The patterns are humorously predictable in many situations. For example, for any year that's already in the past since I've been in Australia, I've seen at least 182 films from that year, and the lowest on that list is, unsurprisingly, last year. There are a few years that spiked in the middle when I was watching extra movies for the human rights film festival whose program I used to help select, but the years unaffected by that are remarkably consistent in my viewing patterns, with between 182 and 200 films watched.
Maybe that one's not so surprising, but the consistency goes back to years when the randomness over time should have created more of a spray chart of viewings. But I have seen exactly 77 films from 1991 and 1992, and in the years 1985 and 1986, the number is 58 for both.
It should seem obvious that the farther you get back in years, the less likely I am to have seen many films from that year, and that logic holds to a point. But today I am writing about an exception.
Let's look at the films of the 1950s. I'm underrepresented in these years generally, as I'd like to have watched more older films than I have. But what can I say, I've never been a classic film fetishist. I have a bias toward new releases, always have, and have still seen more classic films than your average person, just maybe not more than your average cinephile.
For example, I've seen 19 films released in 1955. That's pretty good actually. I'm fine with that number. There are some other decent totals in the 1950s, such as 17 in 1957 and 16 in 1953.
But you go just one year before that to 1952, and the number is six.
Three months ago, that number was four.
Only four films from a year only 70 years ago? Out of nearly 7,000 films that I've seen? How can that be?
And yet until I watched Otto Preminger's Angel Face on February 4th, I had seen only The Greatest Show on Earth, High Noon, Kansas City Confidential and Singin' in the Rain.
I watched The Greatest Show on Earth for my blog series to catch up with the remaining best picture winners I hadn't seen back in June of 2015, and Kansas City Confidential for another blog series, Audient Noir, in July of '21. So if you want to take this back even farther, ten years ago today, when I was already 41, I had seen only two movies released in 1952.
What does this mean?
Nothing. Just randomness.
The reason I'm writing about it today is that yesterday I got up to an even half-dozen from '52. I watched Vittorio De Sica's Umberto D. on Kanopy, only my third De Sica film despite my love for (what I will always refer to as) The Bicycle Thief. Although the other I've seen, Marriage Italian Style, is not very much like The Bicycle Thief, this one is clearly a spiritual successor. I won't go into all the comparisons because I'm about to go away for the weekend for a camping trip, and my brain is not in a particularly analytical mode at the moment. But let's just say you could rename both movies The Dignity Thief, as the title character here shares a lot in common with the protagonist of the earlier film. Both characters are trying desperately to stay afloat financially in post-war Italy, and both have to do things they're ashamed of to do so. If you wanted to be really reductive about it, both characters' efforts are disappointing another loyal character who loves them, though in this case it's a dog rather than a child.

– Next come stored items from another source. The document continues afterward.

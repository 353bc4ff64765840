//! Handler für die Pfad-Bearbeitung der ausgewählten Entität.

use crate::app::use_cases;
use crate::app::AppState;
use glam::Vec2;
use scenario_path_engine::WaypointId;

pub fn preview_append(state: &mut AppState, world_pos: Vec2) {
    use_cases::path_editing::preview_append(state, world_pos);
}

pub fn hover(state: &mut AppState, world_pos: Vec2) {
    use_cases::path_editing::hover_path(state, world_pos);
}

/// Hängt einen Wegpunkt am Pfadende an.
pub fn append(state: &mut AppState, world_pos: Vec2) {
    use_cases::path_editing::append_waypoint(state, world_pos);
}

/// Verarbeitet einen Klick auf den Pfad.
pub fn click_path(state: &mut AppState, buffer_index: usize) {
    use_cases::path_editing::click_path(state, buffer_index);
}

pub fn select_waypoint(state: &mut AppState, waypoint: WaypointId) {
    use_cases::path_editing::select_waypoint(state, waypoint);
}

/// Startet den Drag eines Wegpunkts.
pub fn begin_drag(state: &mut AppState, waypoint: WaypointId) {
    use_cases::path_editing::begin_drag(state, waypoint);
}

/// Verschiebt einen Wegpunkt.
pub fn move_waypoint(state: &mut AppState, waypoint: WaypointId, world_pos: Vec2) {
    use_cases::path_editing::move_waypoint(state, waypoint, world_pos);
}

pub fn end_drag(state: &mut AppState) {
    use_cases::path_editing::end_drag(state);
}

/// Löscht einen Wegpunkt.
pub fn delete_waypoint(state: &mut AppState, waypoint: WaypointId) {
    use_cases::path_editing::delete_waypoint(state, waypoint);
}

/// Schließt den Pfad ab.
pub fn finish(state: &mut AppState) {
    use_cases::path_editing::finish_path(state);
}
//! Application Controller für zentrale Event-Verarbeitung.

use super::{AppCommand, AppIntent, AppState};

/// Orchestriert Intents und Use-Cases auf den AppState.
#[derive(Default)]
pub struct AppController;

impl AppController {
    /// Erstellt einen neuen Controller.
    pub fn new() -> Self {
        Self
    }

    /// Verarbeitet einen Intent über Intent->Command Mapping.
    pub fn handle_intent(&mut self, state: &mut AppState, intent: AppIntent) -> anyhow::Result<()> {
        let commands = self.map_intent_to_commands(state, intent);
        for command in commands {
            self.handle_command(state, command)?;
        }

        Ok(())
    }

    fn map_intent_to_commands(&self, state: &AppState, intent: AppIntent) -> Vec<AppCommand> {
        super::intent_mapping::map_intent_to_commands(state, intent)
    }

    /// Führt mutierende Commands auf dem AppState aus.
    /// Dispatcht an Feature-Handler in `handlers/`.
    pub fn handle_command(
        &mut self,
        state: &mut AppState,
        command: AppCommand,
    ) -> anyhow::Result<()> {
        state.command_log.record(&command);
        use super::handlers;

        match command {
            // === Entitäten ===
            AppCommand::PlaceEntity { category, spawn } => {
                handlers::entity::place(state, category, spawn)
            }
            AppCommand::SelectEntity { entity } => handlers::entity::select(state, entity),
            AppCommand::RemoveEntity { entity } => handlers::entity::remove(state, entity),
            AppCommand::SetEntityCategory { entity, category } => {
                handlers::entity::set_category(state, entity, category)
            }
            AppCommand::MoveEntity { entity, world_pos } => {
                handlers::entity::move_to(state, entity, world_pos)
            }

            // === Pfad ===
            AppCommand::PreviewAppend { world_pos } => {
                handlers::path::preview_append(state, world_pos)
            }
            AppCommand::HoverPath { world_pos } => handlers::path::hover(state, world_pos),
            AppCommand::AppendWaypoint { world_pos } => handlers::path::append(state, world_pos),
            AppCommand::ClickPath { buffer_index } => {
                handlers::path::click_path(state, buffer_index)
            }
            AppCommand::SelectWaypoint { waypoint } => {
                handlers::path::select_waypoint(state, waypoint)
            }
            AppCommand::BeginWaypointDrag { waypoint } => {
                handlers::path::begin_drag(state, waypoint)
            }
            AppCommand::MoveWaypoint {
                waypoint,
                world_pos,
            } => handlers::path::move_waypoint(state, waypoint, world_pos),
            AppCommand::EndWaypointDrag => handlers::path::end_drag(state),
            AppCommand::DeleteWaypoint { waypoint } => {
                handlers::path::delete_waypoint(state, waypoint)
            }
            AppCommand::FinishPath => handlers::path::finish(state),

            // === History ===
            AppCommand::Undo => handlers::history::undo(state),
            AppCommand::Redo => handlers::history::redo(state),

            // === Straßengraph & Optionen ===
            AppCommand::LoadRoadGraph { path } => handlers::road_graph::load(state, path)?,
            AppCommand::ApplyOptions { options } => {
                handlers::road_graph::apply_options(state, options)
            }
        }

        Ok(())
    }
}
//! Scenario Path Editor Library.
//! Application-Layer (Intents, Commands, Undo/Redo, Export) und Headless-Replay,
//! als Library exportiert für Tests und Wiederverwendung.

pub mod app;
pub mod replay;

pub use app::{
    export_finished_paths, AppCommand, AppController, AppIntent, AppState, EntityCategory,
    ExportedPath, ExportedWaypoint, ScenarioEntity,
};
pub use replay::ReplayScript;
pub use scenario_path_engine::{
    EditError, EditMode, EditorOptions, EntityId, Location, PathEditor, RoadGraph, WaypointId,
};
//! Wertetyp für Positionen auf der Karte.

use glam::Vec2;
use serde::{Deserialize, Serialize};

/// 2D-Position mit optionaler Ausrichtung und Höhe.
#[derive(Debug, Clone, Copy, PartialEq, Default, Serialize, Deserialize)]
pub struct Location {
    /// Position in Weltkoordinaten (Meter)
    pub position: Vec2,
    /// Ausrichtung in Radiant (0 = +X)
    #[serde(default)]
    pub heading: f32,
    /// Höhe über Grund
    #[serde(default)]
    pub elevation: f32,
}

impl Location {
    /// Erstellt eine Location ohne Ausrichtung und Höhe.
    pub fn new(position: Vec2) -> Self {
        Self {
            position,
            heading: 0.0,
            elevation: 0.0,
        }
    }

    /// Erstellt eine Location aus Einzelkoordinaten.
    pub fn xy(x: f32, y: f32) -> Self {
        Self::new(Vec2::new(x, y))
    }

    /// Erstellt eine Location mit Ausrichtung.
    pub fn with_heading(position: Vec2, heading: f32) -> Self {
        Self {
            position,
            heading,
            elevation: 0.0,
        }
    }

    /// Euklidische Distanz in der Ebene (Höhe wird ignoriert).
    pub fn distance(&self, other: &Location) -> f32 {
        self.position.distance(other.position)
    }

    /// Prüft ob beide Locations auf dieselbe Stelle zeigen.
    pub fn same_spot(&self, other: &Location) -> bool {
        self.position == other.position
    }
}

impl From<Vec2> for Location {
    fn from(position: Vec2) -> Self {
        Self::new(position)
    }
}

/// Setzt die Ausrichtung aller inneren Punkte entlang der Laufrichtung.
///
/// Start- und Endpunkt bleiben unverändert.
pub fn assign_headings(points: &mut [Location]) {
    if points.len() < 3 {
        return;
    }
    for i in 1..points.len() - 1 {
        let delta = points[i + 1].position - points[i].position;
        if delta.length_squared() > f32::EPSILON {
            points[i].heading = delta.y.atan2(delta.x);
        }
    }
}

#[cfg(test)]
mod tests {
    use super::*;
    use approx::assert_relative_eq;

    #[test]
    fn distance_ignores_elevation() {
        let mut a = Location::xy(0.0, 0.0);
        a.elevation = 10.0;
        let b = Location::xy(3.0, 4.0);
        assert_relative_eq!(a.distance(&b), 5.0);
    }

    #[test]
    fn headings_follow_direction_for_inner_points() {
        let mut points = vec![
            Location::xy(0.0, 0.0),
            Location::xy(1.0, 0.0),
            Location::xy(1.0, 1.0),
        ];
        assign_headings(&mut points);

        assert_eq!(points[0].heading, 0.0);
        assert_relative_eq!(points[1].heading, std::f32::consts::FRAC_PI_2);
        assert_eq!(points[2].heading, 0.0);
    }
}
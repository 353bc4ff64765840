//! KD-Tree über den Knoten eines Straßengraphen für das Einrasten von Klicks.

use glam::Vec2;
use kiddo::{KdTree, SquaredEuclidean};

use crate::core::GraphNode;

/// Nächster Knoten zu einer Abfrageposition.
#[derive(Debug, Clone, Copy, PartialEq)]
pub struct NodeMatch {
    pub node_id: u64,
    /// Euklidische Distanz (Meter)
    pub distance: f32,
}

/// Snap-Index; wird einmal beim Laden des Graphen gebaut.
#[derive(Debug, Clone)]
pub struct SnapIndex {
    tree: KdTree<f32, 2>,
    len: usize,
}

impl SnapIndex {
    pub fn build<'a>(nodes: impl IntoIterator<Item = &'a GraphNode>) -> Self {
        let mut tree = KdTree::new();
        let mut len = 0;
        for node in nodes {
            tree.add(&[node.position.x, node.position.y], node.id);
            len += 1;
        }
        Self { tree, len }
    }

    pub fn is_empty(&self) -> bool {
        self.len == 0
    }

    /// Nächster Knoten ohne Radiusgrenze; `None` nur bei leerem Graphen.
    pub fn nearest(&self, query: Vec2) -> Option<NodeMatch> {
        if self.is_empty() {
            return None;
        }
        let hit = self
            .tree
            .nearest_one::<SquaredEuclidean>(&[query.x, query.y]);
        Some(NodeMatch {
            node_id: hit.item,
            distance: hit.distance.sqrt(),
        })
    }
}

#[cfg(test)]
mod tests {
    use super::*;

    #[test]
    fn nearest_picks_closest_node_and_reports_distance() {
        let nodes = [
            GraphNode::new(7, Vec2::new(0.0, 0.0)),
            GraphNode::new(42, Vec2::new(3.0, 4.0)),
            GraphNode::new(9, Vec2::new(20.0, 0.0)),
        ];
        let index = SnapIndex::build(&nodes);

        let hit = index.nearest(Vec2::new(3.0, 4.5)).expect("Treffer erwartet");
        assert_eq!(hit.node_id, 42);
        assert!((hit.distance - 0.5).abs() < 1e-5);

        let far = index.nearest(Vec2::new(100.0, 0.0)).expect("Treffer erwartet");
        assert_eq!(far.node_id, 9);
        assert!((far.distance - 80.0).abs() < 1e-3);
    }

    #[test]
    fn empty_graph_never_snaps() {
        let nodes: [GraphNode; 0] = [];
        let index = SnapIndex::build(&nodes);
        assert!(index.is_empty());
        assert!(index.nearest(Vec2::ZERO).is_none());
    }
}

In case you were wondering if this is just the start of a steep viewing decline, that's not the case. We're back up to 10 in 1951, and then every year in the 1940s has between seven and 11 movies seen, with the exception of another anomaly: only four in 1943.
Is this all much ado about nothing? Possibly. After all, what's really the difference between six movies seen in 1952 and seven movies seen in 1947 and 1950? And why am I not writing this post about 1943 instead?
Obviously, there is not much difference -- now. But two months ago, it was only four, and ten years ago, it was only two.
Maybe I should have written this post ten years ago.